第 1 章では、PCOS の特徴や先行研究、本研究で扱う食品成分についての研究知見の紹
介など研究背景と本研究の着想、目的について述べられている。
第 2 章では、PCOS モデル動物に対して、食による介入を行い、PCOS 症状の発症予防
効果の検証とその作用機序推定を試みている。メスラットに、21 日間の間、大豆イソフラ
ボン食、難消化性デンプン食、抗生物質カクテル、および、大豆イソフラボン+難消化性デ
ンプン食、大豆イソフラボン食+抗生物質カクテルを摂取させ、同時にアロマターゼ阻害剤
であるレトロゾールの経口投与を行い、PCOS 発症を誘導している。PCOS 症状である月
経不順、高アンドロゲン血症、多嚢胞性卵巣を解析し、その発症抑制効果を検証している。

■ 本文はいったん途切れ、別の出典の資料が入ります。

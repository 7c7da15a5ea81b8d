//! Pricing model
//!
//! One [`PricingEntry`] per (device, network, storage) triple, carrying a price
//! for every [`Grade`].

use rust_decimal::Decimal;
use serde::{Deserialize, Serialize};
use std::fmt;
use std::str::FromStr;

/// Storage label used when the customer did not specify one
pub const UNKNOWN_STORAGE: &str = "Unknown";

/// Decimal places kept for any price
pub const PRICE_SCALE: u32 = 2;

/// Largest price a `NUMERIC(12, 2)` column holds: 9999999999.99
pub const MAX_PRICE: Decimal = Decimal::from_parts(0xD4A5_0FFF, 0xE8, 0, false, PRICE_SCALE);

/// Non-negative, at most [`PRICE_SCALE`] decimals and no larger than [`MAX_PRICE`]
pub fn is_storable_price(value: Decimal) -> bool {
    (!value.is_sign_negative() || value.is_zero())
        && value.normalize().scale() <= PRICE_SCALE
        && value <= MAX_PRICE
}

/// Device condition tier
#[derive(Debug, Clone, Copy, PartialEq, Eq, Hash, Serialize, Deserialize)]
#[serde(rename_all = "UPPERCASE")]
pub enum Grade {
    New,
    Good,
    Broken,
}

impl Grade {
    pub const ALL: [Grade; 3] = [Grade::New, Grade::Good, Grade::Broken];

    pub const fn as_str(self) -> &'static str {
        match self {
            Grade::New => "NEW",
            Grade::Good => "GOOD",
            Grade::Broken => "BROKEN",
        }
    }
}

impl fmt::Display for Grade {
    fn fmt(&self, f: &mut fmt::Formatter<'_>) -> fmt::Result {
        f.write_str(self.as_str())
    }
}

/// Unknown grade name
#[derive(Debug, Clone, PartialEq, Eq, thiserror::Error)]
#[error("invalid grade: {0} (expected NEW, GOOD or BROKEN)")]
pub struct InvalidGrade(pub String);

impl FromStr for Grade {
    type Err = InvalidGrade;

    /// Case-insensitive: the input is upper-cased before matching
    fn from_str(s: &str) -> Result<Self, Self::Err> {
        match s.trim().to_uppercase().as_str() {
            "NEW" => Ok(Grade::New),
            "GOOD" => Ok(Grade::Good),
            "BROKEN" => Ok(Grade::Broken),
            _ => Err(InvalidGrade(s.to_string())),
        }
    }
}

/// Price per grade
#[derive(Debug, Clone, Copy, PartialEq, Eq, Default, Serialize, Deserialize)]
pub struct GradePrices {
    pub price_new: Decimal,
    pub price_good: Decimal,
    pub price_broken: Decimal,
}

impl GradePrices {
    pub fn new(price_new: Decimal, price_good: Decimal, price_broken: Decimal) -> Self {
        Self {
            price_new,
            price_good,
            price_broken,
        }
    }

    pub fn get(&self, grade: Grade) -> Decimal {
        match grade {
            Grade::New => self.price_new,
            Grade::Good => self.price_good,
            Grade::Broken => self.price_broken,
        }
    }

    /// Apply `f` to every grade price; `None` as soon as one result is `None`
    pub fn try_map(self, f: impl Fn(Decimal) -> Option<Decimal>) -> Option<Self> {
        Some(Self {
            price_new: f(self.price_new)?,
            price_good: f(self.price_good)?,
            price_broken: f(self.price_broken)?,
        })
    }
}

/// Quote table row
#[derive(Debug, Clone, PartialEq, Eq, Serialize, Deserialize)]
pub struct PricingEntry {
    pub id: i64,
    pub device_id: i64,
    /// Denormalized device display name (reporting)
    pub device_name: String,
    pub network: String,
    pub storage: String,
    #[serde(flatten)]
    pub prices: GradePrices,
    /// Unix millis
    pub updated_at: i64,
}
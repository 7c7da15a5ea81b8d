//! External order ingestion gateway

pub mod order_number;
pub mod payload;
pub mod service;

pub use order_number::{DailySequence, OrderNumberGenerator, RandomSuffix, build_generator};
pub use payload::{ExternalOrderPayload, ValidatedPayload};
pub use service::{ExternalOrderCreated, IngestRequest, IngestionService};
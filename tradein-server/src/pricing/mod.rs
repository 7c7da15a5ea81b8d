//! Pricing resolution engine
//!
//! Quotes, bulk repricing, gap detection, cloning and reporting over the
//! pricing catalog.

mod engine;
mod report;

pub use engine::{BulkAdjustResult, CloneResult, PricingEngine, PricingGap, Quote};
pub use report::{GradeRange, NetworkCount, PricingStatistics, TopPayer};
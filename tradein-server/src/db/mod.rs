//! Database access layer
//!
//! Every store is a trait so request handlers never know which backend they
//! talk to. Production uses [`postgres::PgStore`]; development without a
//! `DATABASE_URL` and the test suite use [`memory::MemoryStore`].

pub mod memory;
pub mod postgres;

use std::sync::Arc;

use async_trait::async_trait;
use serde::Deserialize;
use shared::models::{
    ApiRequestLog, Device, GradePrices, IpWhitelistEntry, Order, PricingEntry,
};
use thiserror::Error;

/// Storage-layer error
#[derive(Debug, Error)]
pub enum StoreError {
    /// Unique constraint violated (order number, pricing triple, active address)
    #[error("Conflict: {0}")]
    Conflict(String),

    #[error("Not found: {0}")]
    NotFound(String),

    #[error("Database error: {0}")]
    Database(#[from] sqlx::Error),

    /// Row could not be mapped back onto a model
    #[error("Corrupt row: {0}")]
    Corrupt(String),
}

pub type StoreResult<T> = Result<T, StoreError>;

/// Conjunctive pricing filter; `None` fields match everything
#[derive(Debug, Clone, Default, Deserialize)]
pub struct PricingFilter {
    pub device_id: Option<i64>,
    pub network: Option<String>,
    pub storage: Option<String>,
}

impl PricingFilter {
    pub fn for_device(device_id: i64) -> Self {
        Self {
            device_id: Some(device_id),
            ..Self::default()
        }
    }

    pub fn matches(&self, entry: &PricingEntry) -> bool {
        self.device_id.is_none_or(|id| entry.device_id == id)
            && self.network.as_deref().is_none_or(|n| entry.network == n)
            && self.storage.as_deref().is_none_or(|s| entry.storage == s)
    }
}

/// Device and pricing catalog
#[async_trait]
pub trait CatalogStore: Send + Sync {
    /// Exact, case-sensitive match on the full name among active devices
    async fn find_active_device_by_name(&self, name: &str) -> StoreResult<Option<Device>>;

    async fn find_device(&self, id: i64) -> StoreResult<Option<Device>>;

    async fn find_pricing(
        &self,
        device_id: i64,
        network: &str,
        storage: &str,
    ) -> StoreResult<Option<PricingEntry>>;

    async fn list_pricing(&self, filter: &PricingFilter) -> StoreResult<Vec<PricingEntry>>;

    /// Overwrite grade prices by entry id, returning the number of rows written
    async fn update_prices(&self, updates: &[(i64, GradePrices)], now: i64) -> StoreResult<u64>;

    /// Delete every entry of `device_id`, then insert `entries`
    async fn replace_device_pricing(
        &self,
        device_id: i64,
        entries: &[PricingEntry],
    ) -> StoreResult<u64>;
}

/// Order persistence
#[async_trait]
pub trait OrderStore: Send + Sync {
    /// Fails with [`StoreError::Conflict`] when the order number is taken
    async fn insert(&self, order: &Order) -> StoreResult<()>;

    async fn find_by_number(&self, order_number: &str) -> StoreResult<Option<Order>>;

    /// Full-row update keyed by order number
    async fn update(&self, order: &Order) -> StoreResult<()>;

    /// Newest first
    async fn list_recent(&self, limit: i64, offset: i64) -> StoreResult<Vec<Order>>;

    /// Highest order number starting with `prefix`. Longer numbers rank
    /// higher, so a zero-padded sequence that outgrows its width still sorts
    /// numerically.
    async fn latest_order_number(&self, prefix: &str) -> StoreResult<Option<String>>;
}

/// Source-address whitelist
#[async_trait]
pub trait WhitelistStore: Send + Sync {
    async fn find_active(&self, address: &str) -> StoreResult<Option<IpWhitelistEntry>>;

    async fn list(&self) -> StoreResult<Vec<IpWhitelistEntry>>;

    /// Fails with [`StoreError::Conflict`] when the address is already active
    async fn insert(&self, entry: &IpWhitelistEntry) -> StoreResult<()>;

    /// Returns `false` when no active entry had this id
    async fn deactivate(&self, id: i64) -> StoreResult<bool>;
}

/// Append-only external request log
#[async_trait]
pub trait ApiLogStore: Send + Sync {
    async fn append(&self, entry: &ApiRequestLog) -> StoreResult<()>;

    /// Newest first
    async fn list_recent(&self, limit: i64, offset: i64) -> StoreResult<Vec<ApiRequestLog>>;

    /// Delete rows older than `cutoff` (Unix millis)
    async fn purge_before(&self, cutoff: i64) -> StoreResult<u64>;
}

/// All stores, shared by every component
#[derive(Clone)]
pub struct Stores {
    pub catalog: Arc<dyn CatalogStore>,
    pub orders: Arc<dyn OrderStore>,
    pub whitelist: Arc<dyn WhitelistStore>,
    pub api_logs: Arc<dyn ApiLogStore>,
}

impl Stores {
    /// Every store backed by one PostgreSQL pool
    pub fn postgres(store: postgres::PgStore) -> Self {
        let store = Arc::new(store);
        Self {
            catalog: store.clone(),
            orders: store.clone(),
            whitelist: store.clone(),
            api_logs: store,
        }
    }

    /// Every store backed by one in-process store
    pub fn memory(store: Arc<memory::MemoryStore>) -> Self {
        Self {
            catalog: store.clone(),
            orders: store.clone(),
            whitelist: store.clone(),
            api_logs: store,
        }
    }
}

#[cfg(test)]
mod tests {
    use super::*;
    use rust_decimal::Decimal;

    fn entry(device_id: i64, network: &str, storage: &str) -> PricingEntry {
        PricingEntry {
            id: 1,
            device_id,
            device_name: "Apple iPhone 16".into(),
            network: network.into(),
            storage: storage.into(),
            prices: GradePrices::new(Decimal::from(1), Decimal::from(1), Decimal::from(1)),
            updated_at: 0,
        }
    }

    #[test]
    fn test_empty_filter_matches_everything() {
        let filter = PricingFilter::default();
        assert!(filter.matches(&entry(1, "EE", "128GB")));
        assert!(filter.matches(&entry(2, "Unlocked", "256GB")));
    }

    #[test]
    fn test_filter_fields_are_conjunctive() {
        let filter = PricingFilter {
            device_id: Some(1),
            network: Some("EE".into()),
            storage: None,
        };
        assert!(filter.matches(&entry(1, "EE", "128GB")));
        assert!(!filter.matches(&entry(1, "O2", "128GB")));
        assert!(!filter.matches(&entry(2, "EE", "128GB")));
    }
}
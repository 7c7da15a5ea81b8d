//! Unified error codes for the trade-in platform
//!
//! Error codes are organized by category:
//! - 0xxx: General errors
//! - 1xxx: Access errors
//! - 4xxx: Order errors
//! - 6xxx: Catalog errors
//! - 9xxx: System errors

use serde::{Deserialize, Serialize};
use std::fmt;

/// Unified error code enum
///
/// All error codes are represented as u16 values for efficient serialization
/// and cross-language compatibility (partner integrations, dashboard).
#[derive(Debug, Clone, Copy, PartialEq, Eq, Hash, Serialize, Deserialize)]
#[serde(into = "u16", try_from = "u16")]
#[repr(u16)]
pub enum ErrorCode {
    // ==================== 0xxx: General ====================
    /// Validation failed
    ValidationFailed = 2,
    /// Resource not found
    NotFound = 3,
    /// Resource already exists
    AlreadyExists = 4,
    /// Invalid request
    InvalidRequest = 5,
    /// Invalid format (e.g. malformed JSON body)
    InvalidFormat = 6,
    /// One or more required fields are missing
    RequiredField = 7,
    /// Value out of range
    ValueOutOfRange = 8,

    // ==================== 1xxx: Access ====================
    /// Caller is not authenticated (staff routes)
    NotAuthenticated = 1001,
    /// Source address is not whitelisted
    AccessDenied = 1002,

    // ==================== 4xxx: Order ====================
    /// Order not found
    OrderNotFound = 4001,
    /// Requested status is not reachable from the current status
    InvalidStatusTransition = 4002,
    /// Order number collided with an existing order
    OrderNumberConflict = 4003,
    /// Final price below offered price without a revision reason
    PriceRevisionReasonRequired = 4004,
    /// Postage method is not one of the supported values
    InvalidPostageMethod = 4005,

    // ==================== 6xxx: Catalog ====================
    /// Device not found (or inactive)
    DeviceNotFound = 6001,
    /// No pricing entry for the requested combination
    PricingNotFound = 6002,
    /// Network/storage combination has no configured price
    PricingCombinationInvalid = 6003,
    /// Grade is not one of NEW, GOOD, BROKEN
    InvalidGrade = 6004,

    // ==================== 9xxx: System ====================
    /// Internal server error
    InternalError = 9001,
}

/// Error returned when converting an unknown u16 into [`ErrorCode`]
#[derive(Debug, Clone, Copy, PartialEq, Eq)]
pub struct InvalidErrorCode(pub u16);

impl fmt::Display for InvalidErrorCode {
    fn fmt(&self, f: &mut fmt::Formatter<'_>) -> fmt::Result {
        write!(f, "invalid error code: {}", self.0)
    }
}

impl std::error::Error for InvalidErrorCode {}

impl ErrorCode {
    /// Get the numeric code value
    #[inline]
    pub const fn code(&self) -> u16 {
        *self as u16
    }

    /// Get the developer-facing English message for this error code
    pub const fn message(&self) -> &'static str {
        match self {
            // General
            ErrorCode::ValidationFailed => "Validation failed",
            ErrorCode::NotFound => "Resource not found",
            ErrorCode::AlreadyExists => "Resource already exists",
            ErrorCode::InvalidRequest => "Invalid request",
            ErrorCode::InvalidFormat => "Invalid format",
            ErrorCode::RequiredField => "Required field is missing",
            ErrorCode::ValueOutOfRange => "Value is out of range",

            // Access
            ErrorCode::NotAuthenticated => "Authentication required",
            ErrorCode::AccessDenied => "Access denied",

            // Order
            ErrorCode::OrderNotFound => "Order not found",
            ErrorCode::InvalidStatusTransition => "Invalid status transition",
            ErrorCode::OrderNumberConflict => "Order number already in use",
            ErrorCode::PriceRevisionReasonRequired => {
                "A revision reason is required when lowering the price"
            }
            ErrorCode::InvalidPostageMethod => "Invalid postage method",

            // Catalog
            ErrorCode::DeviceNotFound => "Device not found",
            ErrorCode::PricingNotFound => "Pricing not found",
            ErrorCode::PricingCombinationInvalid => "Invalid network/storage combination",
            ErrorCode::InvalidGrade => "Invalid device grade",

            // System
            ErrorCode::InternalError => "Internal server error",
        }
    }
}

impl From<ErrorCode> for u16 {
    fn from(code: ErrorCode) -> Self {
        code.code()
    }
}

impl TryFrom<u16> for ErrorCode {
    type Error = InvalidErrorCode;

    fn try_from(value: u16) -> Result<Self, Self::Error> {
        match value {
            // General
            2 => Ok(ErrorCode::ValidationFailed),
            3 => Ok(ErrorCode::NotFound),
            4 => Ok(ErrorCode::AlreadyExists),
            5 => Ok(ErrorCode::InvalidRequest),
            6 => Ok(ErrorCode::InvalidFormat),
            7 => Ok(ErrorCode::RequiredField),
            8 => Ok(ErrorCode::ValueOutOfRange),

            // Access
            1001 => Ok(ErrorCode::NotAuthenticated),
            1002 => Ok(ErrorCode::AccessDenied),

            // Order
            4001 => Ok(ErrorCode::OrderNotFound),
            4002 => Ok(ErrorCode::InvalidStatusTransition),
            4003 => Ok(ErrorCode::OrderNumberConflict),
            4004 => Ok(ErrorCode::PriceRevisionReasonRequired),
            4005 => Ok(ErrorCode::InvalidPostageMethod),

            // Catalog
            6001 => Ok(ErrorCode::DeviceNotFound),
            6002 => Ok(ErrorCode::PricingNotFound),
            6003 => Ok(ErrorCode::PricingCombinationInvalid),
            6004 => Ok(ErrorCode::InvalidGrade),

            // System
            9001 => Ok(ErrorCode::InternalError),

            _ => Err(InvalidErrorCode(value)),
        }
    }
}

impl fmt::Display for ErrorCode {
    fn fmt(&self, f: &mut fmt::Formatter<'_>) -> fmt::Result {
        write!(f, "{}", self.code())
    }
}

#[cfg(test)]
mod tests {
    use super::*;

    #[test]
    fn test_error_code_values() {
        assert_eq!(ErrorCode::ValidationFailed.code(), 2);
        assert_eq!(ErrorCode::RequiredField.code(), 7);
        assert_eq!(ErrorCode::AccessDenied.code(), 1002);
        assert_eq!(ErrorCode::InvalidStatusTransition.code(), 4002);
        assert_eq!(ErrorCode::PricingCombinationInvalid.code(), 6003);
        assert_eq!(ErrorCode::InternalError.code(), 9001);
    }

    #[test]
    fn test_try_from_valid() {
        assert_eq!(ErrorCode::try_from(2), Ok(ErrorCode::ValidationFailed));
        assert_eq!(ErrorCode::try_from(1002), Ok(ErrorCode::AccessDenied));
        assert_eq!(ErrorCode::try_from(4001), Ok(ErrorCode::OrderNotFound));
        assert_eq!(ErrorCode::try_from(6001), Ok(ErrorCode::DeviceNotFound));
        assert_eq!(ErrorCode::try_from(9001), Ok(ErrorCode::InternalError));
    }

    #[test]
    fn test_try_from_invalid() {
        assert_eq!(ErrorCode::try_from(0), Err(InvalidErrorCode(0)));
        assert_eq!(ErrorCode::try_from(999), Err(InvalidErrorCode(999)));
        assert_eq!(ErrorCode::try_from(10000), Err(InvalidErrorCode(10000)));
    }

    #[test]
    fn test_serialize() {
        assert_eq!(serde_json::to_string(&ErrorCode::NotFound).unwrap(), "3");
        assert_eq!(
            serde_json::to_string(&ErrorCode::DeviceNotFound).unwrap(),
            "6001"
        );
    }

    #[test]
    fn test_deserialize_invalid() {
        let result: Result<ErrorCode, _> = serde_json::from_str("999");
        assert!(result.is_err());
    }

    #[test]
    fn test_message() {
        assert_eq!(ErrorCode::NotFound.message(), "Resource not found");
        assert_eq!(ErrorCode::AccessDenied.message(), "Access denied");
        assert_eq!(ErrorCode::InternalError.message(), "Internal server error");
    }

    #[test]
    fn test_invalid_error_code_display() {
        assert_eq!(
            format!("{}", InvalidErrorCode(999)),
            "invalid error code: 999"
        );
    }
}
//! Error category classification

use super::codes::ErrorCode;
use serde::{Deserialize, Serialize};

/// Error category classification based on error code ranges
///
/// Categories are determined by the leading digit of the error code:
/// - 0xxx: General errors
/// - 1xxx: Access errors
/// - 4xxx: Order errors
/// - 6xxx: Catalog errors
/// - 9xxx: System errors
#[derive(Debug, Clone, Copy, PartialEq, Eq, Hash, Serialize, Deserialize)]
#[serde(rename_all = "snake_case")]
pub enum ErrorCategory {
    /// General errors (0xxx)
    General,
    /// Access errors (1xxx)
    Access,
    /// Order errors (4xxx)
    Order,
    /// Catalog errors (6xxx)
    Catalog,
    /// System errors (9xxx and anything unclassified)
    System,
}

impl ErrorCategory {
    /// Determine category from error code value
    pub fn from_code(code: u16) -> Self {
        match code {
            0..1000 => Self::General,
            1000..2000 => Self::Access,
            4000..5000 => Self::Order,
            6000..7000 => Self::Catalog,
            _ => Self::System,
        }
    }
}

impl ErrorCode {
    /// Get the category for this error code
    pub fn category(&self) -> ErrorCategory {
        ErrorCategory::from_code(self.code())
    }
}
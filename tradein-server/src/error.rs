//! Unified service-layer error type
//!
//! `ServiceError` bridges storage errors ([`StoreError`]) and the API-layer
//! error ([`AppError`]) so handlers and services can use `?` throughout.

use axum::response::IntoResponse;
use shared::error::{AppError, ErrorCode};

use crate::db::StoreError;

/// Service-layer error
///
/// - `Store`: storage failure (logged, mapped to InternalError unless it is a conflict)
/// - `App`: business-rule error, passed through to the client unchanged
#[derive(Debug)]
pub enum ServiceError {
    Store(StoreError),
    App(AppError),
}

impl From<StoreError> for ServiceError {
    fn from(e: StoreError) -> Self {
        ServiceError::Store(e)
    }
}

impl From<sqlx::Error> for ServiceError {
    fn from(e: sqlx::Error) -> Self {
        ServiceError::Store(e.into())
    }
}

impl From<AppError> for ServiceError {
    fn from(e: AppError) -> Self {
        ServiceError::App(e)
    }
}

impl From<ServiceError> for AppError {
    fn from(e: ServiceError) -> Self {
        match e {
            ServiceError::App(app_err) => app_err,
            ServiceError::Store(StoreError::Conflict(what)) => {
                AppError::with_message(ErrorCode::AlreadyExists, what)
            }
            ServiceError::Store(StoreError::NotFound(what)) => AppError::not_found(what),
            ServiceError::Store(store_err) => {
                tracing::error!(error = %store_err, "Service storage error");
                AppError::new(ErrorCode::InternalError)
            }
        }
    }
}

impl IntoResponse for ServiceError {
    fn into_response(self) -> axum::response::Response {
        let app_error: AppError = self.into();
        app_error.into_response()
    }
}

/// Convenience type alias for service-layer results
pub type ServiceResult<T> = Result<T, ServiceError>;
//! Customer notifications
//!
//! Notifications are best effort. Services hand a [`NotificationEvent`] to the
//! [`NotificationDispatcher`], which queues it and returns immediately; a
//! background task delivers it through a [`Notifier`] and logs failures.

mod logging;
mod webhook;

pub use logging::LogNotifier;
pub use webhook::WebhookNotifier;

use std::sync::Arc;

use async_trait::async_trait;
use rust_decimal::Decimal;
use shared::models::Order;
use thiserror::Error;
use tokio::sync::mpsc;
use tokio::sync::mpsc::error::TrySendError;
use tokio::task::JoinHandle;

#[derive(Debug, Error)]
pub enum NotifyError {
    #[error("HTTP error: {0}")]
    Http(#[from] reqwest::Error),

    #[error("Mail service rejected notification: HTTP {0}")]
    Rejected(u16),

    #[error("Order {0} has no customer email")]
    NoRecipient(String),
}

/// Outbound mail collaborator
#[async_trait]
pub trait Notifier: Send + Sync {
    async fn send_order_confirmation(&self, order: &Order) -> Result<(), NotifyError>;

    async fn send_completion_notice(&self, order: &Order) -> Result<(), NotifyError>;

    async fn send_price_revision(
        &self,
        order: &Order,
        old_price: Decimal,
        new_price: Decimal,
        reason: &str,
    ) -> Result<(), NotifyError>;
}

/// Queued notification
#[derive(Debug, Clone)]
pub enum NotificationEvent {
    OrderConfirmation(Order),
    CompletionNotice(Order),
    PriceRevision {
        order: Order,
        old_price: Decimal,
        new_price: Decimal,
        reason: String,
    },
}

impl NotificationEvent {
    pub fn kind(&self) -> &'static str {
        match self {
            Self::OrderConfirmation(_) => "order_confirmation",
            Self::CompletionNotice(_) => "completion_notice",
            Self::PriceRevision { .. } => "price_revision",
        }
    }

    pub fn order(&self) -> &Order {
        match self {
            Self::OrderConfirmation(order)
            | Self::CompletionNotice(order)
            | Self::PriceRevision { order, .. } => order,
        }
    }

    async fn deliver(&self, notifier: &dyn Notifier) -> Result<(), NotifyError> {
        match self {
            Self::OrderConfirmation(order) => notifier.send_order_confirmation(order).await,
            Self::CompletionNotice(order) => notifier.send_completion_notice(order).await,
            Self::PriceRevision {
                order,
                old_price,
                new_price,
                reason,
            } => {
                notifier
                    .send_price_revision(order, *old_price, *new_price, reason)
                    .await
            }
        }
    }
}

/// Non-blocking handle onto the notification queue
#[derive(Clone)]
pub struct NotificationDispatcher {
    tx: mpsc::Sender<NotificationEvent>,
}

impl NotificationDispatcher {
    /// Start the delivery task; it stops once every dispatcher clone is dropped
    pub fn spawn(notifier: Arc<dyn Notifier>, buffer_size: usize) -> (Self, JoinHandle<()>) {
        let (tx, rx) = mpsc::channel(buffer_size);
        let handle = tokio::spawn(run_delivery(notifier, rx));
        (Self { tx }, handle)
    }

    /// Queue an event. Never blocks, never fails the caller.
    pub fn dispatch(&self, event: NotificationEvent) {
        match self.tx.try_send(event) {
            Ok(()) => {}
            Err(TrySendError::Full(event)) => {
                tracing::warn!(
                    kind = event.kind(),
                    order_number = %event.order().order_number,
                    "Notification queue full, dropping notification"
                );
            }
            Err(TrySendError::Closed(event)) => {
                tracing::error!(
                    kind = event.kind(),
                    order_number = %event.order().order_number,
                    "Notification worker stopped, dropping notification"
                );
            }
        }
    }
}

async fn run_delivery(notifier: Arc<dyn Notifier>, mut rx: mpsc::Receiver<NotificationEvent>) {
    tracing::info!("Notification worker started");

    while let Some(event) = rx.recv().await {
        match event.deliver(notifier.as_ref()).await {
            Ok(()) => tracing::debug!(
                kind = event.kind(),
                order_number = %event.order().order_number,
                "Notification delivered"
            ),
            Err(e) => tracing::warn!(
                kind = event.kind(),
                order_number = %event.order().order_number,
                error = %e,
                "Notification failed"
            ),
        }
    }

    tracing::info!("Notification channel closed, worker stopping");
}
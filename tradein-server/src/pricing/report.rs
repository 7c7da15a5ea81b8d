//! Pricing reports for the staff dashboard

use std::collections::{BTreeMap, HashSet};

use rust_decimal::Decimal;
use serde::Serialize;
use shared::models::{Grade, PricingEntry};

use super::engine::PricingEngine;
use crate::db::PricingFilter;
use crate::error::ServiceResult;

/// Best payout for one device display name
#[derive(Debug, Clone, PartialEq, Eq, Serialize)]
pub struct TopPayer {
    pub device_name: String,
    pub max_price: Decimal,
    pub avg_price: Decimal,
    pub entries: usize,
}

#[derive(Debug, Clone, PartialEq, Eq, Serialize)]
pub struct GradeRange {
    pub grade: Grade,
    pub average: Decimal,
    pub min: Decimal,
    pub max: Decimal,
}

#[derive(Debug, Clone, PartialEq, Eq, Serialize)]
pub struct NetworkCount {
    pub network: String,
    pub entries: usize,
}

#[derive(Debug, Clone, PartialEq, Eq, Serialize)]
pub struct PricingStatistics {
    pub total_entries: usize,
    pub devices: usize,
    pub networks: usize,
    pub storages: usize,
    /// Empty when there are no entries
    pub grades: Vec<GradeRange>,
    /// Most entries first
    pub by_network: Vec<NetworkCount>,
}

fn average(sum: Decimal, count: usize) -> Decimal {
    if count == 0 {
        return Decimal::ZERO;
    }
    (sum / Decimal::from(count)).round_dp(2)
}

fn grade_range(entries: &[PricingEntry], grade: Grade) -> Option<GradeRange> {
    let prices: Vec<Decimal> = entries.iter().map(|e| e.prices.get(grade)).collect();
    let min = prices.iter().min().copied()?;
    let max = prices.iter().max().copied()?;
    Some(GradeRange {
        grade,
        average: average(prices.iter().sum(), prices.len()),
        min,
        max,
    })
}

impl PricingEngine {
    /// Devices grouped by display name, highest `grade` price first.
    /// Ties are broken by name.
    pub async fn top_paying_devices(&self, limit: usize, grade: Grade) -> ServiceResult<Vec<TopPayer>> {
        let entries = self.catalog.list_pricing(&PricingFilter::default()).await?;

        let mut groups: BTreeMap<String, Vec<Decimal>> = BTreeMap::new();
        for entry in &entries {
            groups
                .entry(entry.device_name.clone())
                .or_default()
                .push(entry.prices.get(grade));
        }

        let mut payers: Vec<TopPayer> = groups
            .into_iter()
            .filter_map(|(device_name, prices)| {
                let max_price = prices.iter().max().copied()?;
                Some(TopPayer {
                    device_name,
                    max_price,
                    avg_price: average(prices.iter().sum(), prices.len()),
                    entries: prices.len(),
                })
            })
            .collect();

        payers.sort_by(|a, b| {
            b.max_price
                .cmp(&a.max_price)
                .then_with(|| a.device_name.cmp(&b.device_name))
        });
        payers.truncate(limit);
        Ok(payers)
    }

    pub async fn statistics(&self) -> ServiceResult<PricingStatistics> {
        let entries = self.catalog.list_pricing(&PricingFilter::default()).await?;

        let devices: HashSet<i64> = entries.iter().map(|e| e.device_id).collect();
        let storages: HashSet<&str> = entries.iter().map(|e| e.storage.as_str()).collect();

        let mut per_network: BTreeMap<&str, usize> = BTreeMap::new();
        for entry in &entries {
            *per_network.entry(entry.network.as_str()).or_default() += 1;
        }
        let mut by_network: Vec<NetworkCount> = per_network
            .into_iter()
            .map(|(network, entries)| NetworkCount {
                network: network.to_string(),
                entries,
            })
            .collect();
        by_network.sort_by(|a, b| b.entries.cmp(&a.entries).then_with(|| a.network.cmp(&b.network)));

        Ok(PricingStatistics {
            total_entries: entries.len(),
            devices: devices.len(),
            networks: by_network.len(),
            storages: storages.len(),
            grades: Grade::ALL
                .into_iter()
                .filter_map(|g| grade_range(&entries, g))
                .collect(),
            by_network,
        })
    }
}
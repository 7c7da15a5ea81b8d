//! Request authentication
//!
//! - External gateway: source-address whitelist ([`access_gate`])
//! - Staff API: bearer admin token ([`admin_auth`])

pub mod access_gate;
pub mod admin_auth;

pub use access_gate::{AccessDecision, AccessGate, ClientIp, access_gate_middleware, client_ip};
pub use admin_auth::admin_auth_middleware;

結果として、難消化性デンプン食の摂取が PCOS 症状のうち、月経不順と多嚢胞性卵巣の
発症を抑制することを明らかにしている。また、大豆イソフラボンの代謝物が月経不順と多
嚢胞性卵巣の発症を抑制する効果を有することを示している。さらに、腸内細菌叢解析によ
り、PCOS 発症抑制の作用機序として腸内細菌叢の関与を示し、PCOS 発症抑制に寄与す
る細菌種の特定を行っている。そして、腸内細菌叢がリーキーガットの改善と短鎖脂肪酸産
生経路を介して、PCOS 発症抑制に寄与する可能性を見出している。
第 3 章では、PCOS モデル動物に対して、食事制限とともに、大豆イソフラボン、難消化
性デンプンによる介入を行い、PCOS 症状の予防改善効果の検証とその作用機序推定を試
みている。メスラットに対し、食事制限とともに 21 日間のレトロゾール経口投与を行い、

PCOS 発症を誘導している。その後、大豆イソフラボン食、難消化性デンプン食、抗生物質
カクテル、および、大豆イソフラボン+難消化性デンプン食、大豆イソフラボン食+抗生物
質カクテルを 14 日間摂取させている。第 2 章と同様に PCOS 症状である月経不順、高アン
ドロゲン血症、多嚢胞性卵巣を解析し、その発症抑制効果を検証している。結果として、食
事制限が血中テストステロン濃度上昇を抑制するという過去の発見に加え、抗生物質カク
テルの摂取が PCOS 症状のうち、月経不順と高アンドロゲン血症を改善することを示して
いる。その作用機序として、抗生物質カクテル摂取によるリーキーガット改善が PCOS 症
状の改善に寄与する可能性を見出している。
第 4 章では、肥満と PCOS 症状の関係を明らかにすることを目的に、高脂肪高フルクト
ース食負荷動物における PCOS 発症誘導の効果を検証している。メスラットに対し、28 日
間、通常食、もしくは、高脂肪高フルクトース食を摂取させ、その後、通常食、もしくは、
高脂肪高フルクトース食摂取を続けた状態で、21 日間のレトロゾール経口投与を行い、
PCOS 発症を誘導している。その結果、高脂肪高フルクトース食群では体重増加が観察され
ないなど、肥満状態が誘導されていなかった。この原因として、AIN-93G を基に設計した
飼料組成の問題が提起されている。PCOS 諸症状の解析によって、高脂肪高フルクトース食
負荷下においても肥満が誘導されない場合、PCOS 症状の悪化はみられないことが示され
ている。
総合討論・将来展望では、本研究の成果をまとめるとともに、PCOS 症状の予防・改善と
食事介入をつなぐ機構としてリーキーガット研究の重要性を議論するなど今後の研究の展
望が述べられている。
これらの研究成果は、学術上応用上寄与するところが少なくない。よって、審査委員一同
は本論文が博士(農学)の学位論文として価値あるものと認めた。